Mesquite Correspondence – February 2017


Mesquite is home to all things spherical during the month of February.  Soccer, baseball, and golf dominate the emerald green sports fields and courses around town.   If you haven’t played a round of golf on Mesquite’s super courses, you have missed out on some of the best golfing in the USA.  Pickleball and tennis have made a comeback in town, with courts available at city parks.  Get into the swing of it all!  Check out the youth soccer and baseball/softball schedules at

                                                                                                   Yucca in bloom

Nearby Gold Butte is not just a remote place anymore.  Declared Gold Butte National Monument by President Obama on Dec. 28, it now joins its adjacent Arizona landmass, Grand Canyon-Parashant National Monument, as wide open space that is protected from commercial development, mining and other commercial enterprises.  This popular hideaway can be accessed by taking I-15 Exit 112 and heading south across the Virgin River.  Be sure to drive a sturdy vehicle with a full gas tank.  Turn right on Gold Butte Road after you cross the river and be prepared for adventure. No improvements are yet planned for the new monument, so services are non-existent.  No gas, no water and no restrooms.  The one thing in abundance is exquisite natural beauty, and this is a place where wonderment will never cease.
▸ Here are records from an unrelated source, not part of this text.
//! Target-control protocol on top of the TAP primitives: take the CPU
//! under JTAG control, synchronize instruction fetch, load the PC, halt
//! and release, force a power-on reset, and move words in and out of the
//! target's memory space.
//!
//! The electrical layer reports nothing, so the only detectable failures
//! are protocol level: the sync flag never appearing during acquisition
//! and the instruction-fetch flag never appearing while stepping.  All
//! other malfunction shows up as silently wrong data; integration code
//! that cares should verify with read-after-write checks.
use bitflags::bitflags;
use log::{debug, warn};
use thiserror::Error;

use crate::fsm::{
    JtagFsm, IR_ADDR_16BIT, IR_ADDR_CAPTURE, IR_CNTRL_SIG_16BIT, IR_CNTRL_SIG_CAPTURE,
    IR_CNTRL_SIG_RELEASE, IR_DATA_16BIT, IR_DATA_TO_ADDR,
};
use crate::signal::SignalIo;

bitflags! {
    /// Bits of the JTAG control signal register.
    #[derive(Clone, Copy, PartialEq, Eq, Debug)]
    pub struct CtrlSig: u16 {
        /// Bus cycle direction: set for read, clear for write.
        const RW = 0x0001;
        /// Parks the CPU while JTAG owns the address and data buses.
        const HALT_JTAG = 0x0008;
        /// Byte-wide rather than word-wide memory transfer.
        const BYTE = 0x0010;
        /// Instruction-fetch phase indicator (read-only).
        const INSTR_LOAD = 0x0080;
        /// Set by the target once it has synchronized to JTAG control
        /// (read-only).
        const TCE = 0x0200;
        /// Requests JTAG control of the CPU.
        const TCE1 = 0x0400;
        /// Holds the CPU in power-on reset while set.
        const POR = 0x0800;
        /// Hands the low byte of the register back to the CPU.
        const RELEASE_LBYTE = 0x1000;
        /// Keeps the high byte under JTAG control.
        const TAGFUNCSAT = 0x2000;
    }
}

impl CtrlSig {
    /// 0x2401: high byte under JTAG, CPU control requested, reset clear.
    pub const JTAG_CONTROL: CtrlSig =
        CtrlSig::TAGFUNCSAT.union(CtrlSig::TCE1).union(CtrlSig::RW);
    /// 0x2409: one-word read transfer (0x2419 would read a byte).
    pub const WORD_READ: CtrlSig = CtrlSig::JTAG_CONTROL.union(CtrlSig::HALT_JTAG);
    /// 0x2408: one-word write transfer (0x2418 would write a byte).
    pub const WORD_WRITE: CtrlSig = CtrlSig::TAGFUNCSAT
        .union(CtrlSig::TCE1)
        .union(CtrlSig::HALT_JTAG);
    /// 0x2C01: power-on reset asserted.
    pub const APPLY_POR: CtrlSig = CtrlSig::JTAG_CONTROL.union(CtrlSig::POR);
    /// 0x3401: low byte released to the CPU for feeding it instructions.
    pub const PC_LOAD: CtrlSig = CtrlSig::JTAG_CONTROL.union(CtrlSig::RELEASE_LBYTE);
}

/// `MOV @PC+, PC`: the instruction fed to the CPU to load its program
/// counter from the next transmitted word.
const MOV_IMM_PC: u16 = 0x4030;
/// `JMP $`: parks the CPU on the spot so no program state advances while
/// halted.
const JMP_SELF: u16 = 0x3FFF;

#[derive(Debug, Clone, Copy, PartialEq, Eq, Error)]
pub enum TargetError {
    /// The target never acknowledged JTAG ownership.  There is no hardware
    /// timeout signal; this is only reported by the iteration-bounded
    /// acquire variant.
    #[error("target did not assert the JTAG sync flag within {0} polls")]
    SyncTimeout(usize),
    /// The instruction-fetch flag stayed clear for 8 TCLK cycles.  The
    /// JTAG connection is desynchronized; reinitialize the FSM and
    /// reacquire the device.
    #[error("instruction-fetch flag not set after 8 TCLK cycles; reacquire the device")]
    FetchDesync,
}

/// Control of one target CPU over an initialized [`JtagFsm`].
///
/// The expected call order is acquire, optionally instruction-fetch
/// synchronization and PC load, then halt before any memory access, and
/// release when done.  Calling [`read_mem`](Self::read_mem) or
/// [`write_mem`](Self::write_mem) on a CPU that is not halted yields
/// garbage; that precondition is documented, not checked.
pub struct Target<T> {
    pub fsm: JtagFsm<T>,
}

impl<T: SignalIo> Target<T> {
    /// Take control of an initialized FSM.
    pub fn new(fsm: JtagFsm<T>) -> Self {
        Self { fsm }
    }

    /// Select the control-signal register for capture after requesting
    /// JTAG control.
    fn request_control(&mut self) {
        self.fsm.ir_shift(IR_CNTRL_SIG_16BIT);
        self.fsm.dr_shift(CtrlSig::JTAG_CONTROL.bits());
        self.fsm.ir_shift(IR_CNTRL_SIG_CAPTURE);
    }

    fn synced(&mut self) -> bool {
        CtrlSig::from_bits_retain(self.fsm.dr_shift(0)).contains(CtrlSig::TCE)
    }

    /// Takes the target CPU under JTAG control and spins until the target
    /// acknowledges with the sync flag.  This wait is unbounded by design:
    /// no hardware timeout signal exists.  Callers needing a bounded wait
    /// use [`acquire_with_limit`](Self::acquire_with_limit).
    pub fn acquire(&mut self) {
        self.request_control();
        debug!("waiting for JTAG sync");
        let mut polls = 0usize;
        while !self.synced() {
            polls += 1;
        }
        debug!("target synced after {polls} polls");
    }

    /// [`acquire`](Self::acquire) with an iteration cap instead of the
    /// unbounded spin.
    pub fn acquire_with_limit(&mut self, max_polls: usize) -> Result<(), TargetError> {
        self.request_control();
        for _ in 0..max_polls {
            if self.synced() {
                return Ok(());
            }
        }
        warn!("no JTAG sync after {max_polls} polls");
        Err(TargetError::SyncTimeout(max_polls))
    }

    /// Brings the target CPU into the instruction-fetch state, in which it
    /// loads and executes instructions transmitted over JTAG as if they
    /// came from memory.  Steps TCLK up to 8 times waiting for the fetch
    /// flag; failure past that means the JTAG connection is lost and the
    /// device must be reacquired.
    pub fn set_instruction_fetch(&mut self) -> Result<(), TargetError> {
        self.fsm.ir_shift(IR_CNTRL_SIG_CAPTURE);
        for _ in 0..8 {
            let ctrl = CtrlSig::from_bits_retain(self.fsm.dr_shift(0));
            if ctrl.contains(CtrlSig::INSTR_LOAD) {
                return Ok(());
            }
            self.fsm.clr_tclk();
            self.fsm.set_tclk();
        }
        warn!("instruction-fetch flag never came up");
        Err(TargetError::FetchDesync)
    }

    /// Loads the target CPU's program counter by feeding it a
    /// `MOV #addr, PC` over the JTAG data path, then returns the low byte
    /// of the control register to JTAG.
    pub fn set_pc(&mut self, addr: u16) {
        self.fsm.ir_shift(IR_CNTRL_SIG_16BIT);
        self.fsm.dr_shift(CtrlSig::PC_LOAD.bits());
        self.fsm.ir_shift(IR_DATA_16BIT);
        self.fsm.dr_shift(MOV_IMM_PC);
        self.fsm.clr_tclk();
        self.fsm.set_tclk();
        self.fsm.dr_shift(addr);
        self.fsm.clr_tclk();
        self.fsm.set_tclk();
        self.fsm.ir_shift(IR_ADDR_CAPTURE); // deselect the data path
        self.fsm.clr_tclk();
        self.fsm.ir_shift(IR_CNTRL_SIG_16BIT);
        self.fsm.dr_shift(CtrlSig::JTAG_CONTROL.bits());
    }

    /// Sets the target CPU to a defined halt state, parked on a `JMP $`,
    /// so memory can be accessed.  Undo with
    /// [`release_cpu`](Self::release_cpu).
    pub fn halt(&mut self) {
        self.fsm.ir_shift(IR_DATA_16BIT);
        self.fsm.dr_shift(JMP_SELF);
        self.fsm.clr_tclk();
        self.fsm.ir_shift(IR_CNTRL_SIG_16BIT);
        self.fsm.dr_shift((CtrlSig::JTAG_CONTROL | CtrlSig::HALT_JTAG).bits());
        self.fsm.set_tclk();
    }

    /// Returns the target CPU to normal operation after
    /// [`halt`](Self::halt).
    pub fn release_cpu(&mut self) {
        self.fsm.clr_tclk();
        self.fsm.ir_shift(IR_CNTRL_SIG_16BIT);
        self.fsm.dr_shift(CtrlSig::JTAG_CONTROL.bits());
        self.fsm.ir_shift(IR_ADDR_CAPTURE);
        self.fsm.set_tclk();
    }

    /// Forces a power-up reset of the target while it stays under JTAG
    /// control, then resynchronizes the address path.
    pub fn execute_por(&mut self) {
        self.fsm.ir_shift(IR_CNTRL_SIG_16BIT);
        self.fsm.dr_shift(CtrlSig::APPLY_POR.bits());
        self.fsm.dr_shift(CtrlSig::JTAG_CONTROL.bits());
        self.fsm.clr_tclk();
        self.fsm.set_tclk();
        self.fsm.clr_tclk();
        self.fsm.set_tclk();
        self.fsm.clr_tclk();
        self.fsm.ir_shift(IR_ADDR_CAPTURE);
        self.fsm.set_tclk();
    }

    /// Releases the target CPU from JTAG control entirely.  The target
    /// resets and resumes autonomous execution from the address stored at
    /// the reset vector 0xFFFE.
    pub fn release(&mut self) {
        self.fsm.ir_shift(IR_CNTRL_SIG_16BIT);
        self.fsm.dr_shift(CtrlSig::APPLY_POR.bits());
        self.fsm.dr_shift(CtrlSig::JTAG_CONTROL.bits());
        self.fsm.ir_shift(IR_CNTRL_SIG_RELEASE);
        debug!("target released from JTAG control");
    }

    /// Reads one word from any memory location (peripherals, RAM, or
    /// flash).  The CPU must already be halted.
    pub fn read_mem(&mut self, addr: u16) -> u16 {
        self.fsm.clr_tclk();
        self.fsm.ir_shift(IR_CNTRL_SIG_16BIT);
        self.fsm.dr_shift(CtrlSig::WORD_READ.bits());
        self.fsm.ir_shift(IR_ADDR_16BIT);
        self.fsm.dr_shift(addr);
        self.fsm.ir_shift(IR_DATA_TO_ADDR);
        self.fsm.set_tclk();
        self.fsm.clr_tclk();
        self.fsm.dr_shift(0)
    }

    /// Writes one word to peripherals or RAM (not flash).  The CPU must
    /// already be halted.
    pub fn write_mem(&mut self, addr: u16, data: u16) {
        self.fsm.clr_tclk();
        self.fsm.ir_shift(IR_CNTRL_SIG_16BIT);
        self.fsm.dr_shift(CtrlSig::WORD_WRITE.bits());
        self.fsm.ir_shift(IR_ADDR_16BIT);
        self.fsm.dr_shift(addr);
        self.fsm.ir_shift(IR_DATA_TO_ADDR);
        self.fsm.dr_shift(data);
        self.fsm.set_tclk();
    }
}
                                                             Bearpaw Poppy

February is generally the start of desert flower season, and Gold Butte shows off its bloom In a glorious array of colors.  The rare bear paw poppy is one of the endangered species that thrives in the gypsum soil of Gold Butte. Yuccas and Joshua Trees are abundant on the bajada of the Virgin Mountains as it slopes down to the shore of Lake Mead.  Don’t be too disappointed if you miss the unpredictable spring bloom, as there is lots more to explore and enjoy.

Gold Butte was home to Native Americans for thousands of years, and signs of their habitation are still in evidence in petroglyphs and other subtle signs of residency that are revealed to those who have studied the early cultures of the region. Regardless of politics, and there are lots of opinions about the creation of this monument, all will conclude that this is a special, significant area that leaves its imprint on one’s soul.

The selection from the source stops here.